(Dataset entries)
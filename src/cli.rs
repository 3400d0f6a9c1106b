// Command line; flags override config values

use clap::{Parser, ValueEnum};
use std::path::PathBuf;

use crate::config::AppConfig;
use crate::downloader::models::ContentKind;
use crate::downloader::options::UserSelection;

#[derive(Debug, Clone, Copy, PartialEq, Eq, ValueEnum)]
pub enum KindArg {
    Audio,
    Video,
}

impl From<KindArg> for ContentKind {
    fn from(kind: KindArg) -> Self {
        match kind {
            KindArg::Audio => ContentKind::Audio,
            KindArg::Video => ContentKind::Video,
        }
    }
}

/// Batch audio/video downloader driving a managed yt-dlp binary
#[derive(Debug, Parser)]
#[command(name = "ytfetch")]
#[command(version)]
pub struct Cli {
    /// What to download
    #[arg(long, value_enum, default_value = "video")]
    pub kind: KindArg,

    /// Quality menu number (see --list-qualities); bad values fall back to 720p MP4
    #[arg(short = 'q', long = "quality")]
    pub quality: Option<String>,

    /// Audio bitrate menu number: 0=32 1=64 2=96 3=128 4=256 5=320 6=512 kbps
    #[arg(short = 'b', long = "bitrate")]
    pub bitrate: Option<String>,

    /// Download subtitles with video
    #[arg(long)]
    pub subs: bool,

    /// Subtitle format: srt, vtt or ass
    #[arg(long = "sub-format")]
    pub sub_format: Option<String>,

    /// Comma-separated subtitle languages (default ru,en)
    #[arg(long = "sub-langs")]
    pub sub_langs: Option<String>,

    /// Download every available subtitle language
    #[arg(long = "all-subs")]
    pub all_subs: bool,

    /// Output directory
    #[arg(short = 'o', long = "output")]
    pub output: Option<PathBuf>,

    /// Links file, one URL per line
    #[arg(long)]
    pub links: Option<PathBuf>,

    /// Download these URLs instead of the links file
    #[arg(long = "url")]
    pub urls: Vec<String>,

    /// Directory containing ffmpeg (default: the yt-dlp tool directory)
    #[arg(long = "ffmpeg-location")]
    pub ffmpeg_location: Option<PathBuf>,

    /// Print available subtitles for URL and exit
    #[arg(long = "list-subs", value_name = "URL")]
    pub list_subs: Option<String>,

    /// Print the quality menu and exit
    #[arg(long = "list-qualities")]
    pub list_qualities: bool,

    /// Do not check for a newer yt-dlp
    #[arg(long = "skip-update")]
    pub skip_update: bool,

    /// Config file (default: <config dir>/ytfetch/config.json)
    #[arg(long)]
    pub config: Option<PathBuf>,

    /// Debug logging (shows full yt-dlp command lines)
    #[arg(long)]
    pub debug: bool,
}

impl Cli {
    /// Merge flags over config into raw selections
    pub fn selection(&self, config: &AppConfig) -> UserSelection {
        UserSelection {
            content_kind: self.kind.into(),
            quality_choice: self.quality.clone().unwrap_or_else(|| config.quality.clone()),
            bitrate_choice: self.bitrate.clone().unwrap_or_else(|| config.bitrate.clone()),
            subtitles_enabled: self.subs || self.all_subs,
            subtitle_format: self
                .sub_format
                .clone()
                .unwrap_or_else(|| config.subtitle_format.clone()),
            subtitle_languages: match &self.sub_langs {
                Some(langs) => vec![langs.clone()],
                None => config.subtitle_languages.clone(),
            },
            all_subtitles: self.all_subs,
            destination_folder: self.output.clone().unwrap_or_else(|| config.output_dir()),
            // ffmpeg ships next to yt-dlp unless told otherwise
            ffmpeg_location: Some(
                self.ffmpeg_location
                    .clone()
                    .or_else(|| config.ffmpeg_location.clone())
                    .unwrap_or_else(|| config.tool_dir.clone()),
            ),
        }
    }

    pub fn links_file(&self, config: &AppConfig) -> PathBuf {
        self.links.clone().unwrap_or_else(|| config.links_file.clone())
    }

    pub fn check_updates(&self, config: &AppConfig) -> bool {
        config.check_updates && !self.skip_update
    }
}
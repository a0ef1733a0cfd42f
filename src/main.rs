mod config;
mod error;
mod metrics;
mod models;
mod routes;
mod services;

use crate::config::Config;
use crate::metrics::MetricCatalog;
use crate::routes::{health_check_route, metrics_route};
use crate::services::helpers::consul_helper::ConsulClient;
use crate::services::helpers::docker_helper::DockerSource;
use crate::services::registration::{build_registration, RegistrationAgent};
use crate::services::scrape_loop::ScrapeLoop;

use anyhow::Context;
use clap::Parser;
use std::sync::Arc;
use tracing::info;
use tracing_subscriber::EnvFilter;
use warp::Filter;

/// Entry point for the exporter.
///
/// Startup runs in a fixed order and any failure aborts the process:
/// - connect to the docker daemon,
/// - bind the HTTP listener for `/health` and `/metrics`,
/// - register the service in Consul (unless `--no-register`),
/// - start serving,
/// - run the scrape loop until listing containers fails.
///
/// # Example
///
/// ```sh
/// docker-metrics-exporter --server-addr :8000 --consul-address 127.0.0.1:8500
///
/// curl http://127.0.0.1:8000/health
/// curl http://127.0.0.1:8000/metrics
/// ```
#[tokio::main]
async fn main() -> anyhow::Result<()> {
    dotenv::dotenv().ok();

    let config = Config::parse();
    init_tracing(config.debug);

    info!("Starting docker-metrics-exporter v{}", env!("CARGO_PKG_VERSION"));

    let source = DockerSource::connect().context("Failed to connect to Docker")?;
    let catalog = Arc::new(MetricCatalog::new().context("Failed to build metric catalog")?);

    let listen_addr = config.listen_addr()?;
    let routes = health_check_route().or(metrics_route(catalog.clone()));
    let (addr, server) = warp::serve(routes)
        .try_bind_ephemeral(listen_addr)
        .with_context(|| format!("HTTP Server Listen failed on {}", listen_addr))?;

    if config.register_enabled() {
        let client =
            ConsulClient::new(config.consul_config()).context("Init Consul client error")?;
        let registration = build_registration(&config.registration_settings());
        RegistrationAgent::new(client, config.retry_policy())
            .register(&registration)
            .await
            .context("Register Consul service error")?;
    } else {
        info!("Consul registration disabled");
    }

    info!("Serving metrics on http://{}/metrics", addr);
    tokio::spawn(server);

    ScrapeLoop::new(Arc::new(source), catalog, config.scrape_interval())
        .run()
        .await
        .context("Scrape loop stopped")?;

    Ok(())
}

/// `RUST_LOG` wins when set; otherwise debug or info depending on `--debug`.
fn init_tracing(debug: bool) {
    let default_level = if debug { "debug" } else { "info" };
    let filter =
        EnvFilter::try_from_default_env().unwrap_or_else(|_| EnvFilter::new(default_level));

    tracing_subscriber::fmt().with_env_filter(filter).init();
}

## WHAT YOU SHOULD DO
Report every line of the data above that contains the string "otherwise" by copying it in full.

## OUTPUT
            // ffmpeg ships next to yt-dlp unless told otherwise
/// `RUST_LOG` wins when set; otherwise debug or info depending on `--debug`.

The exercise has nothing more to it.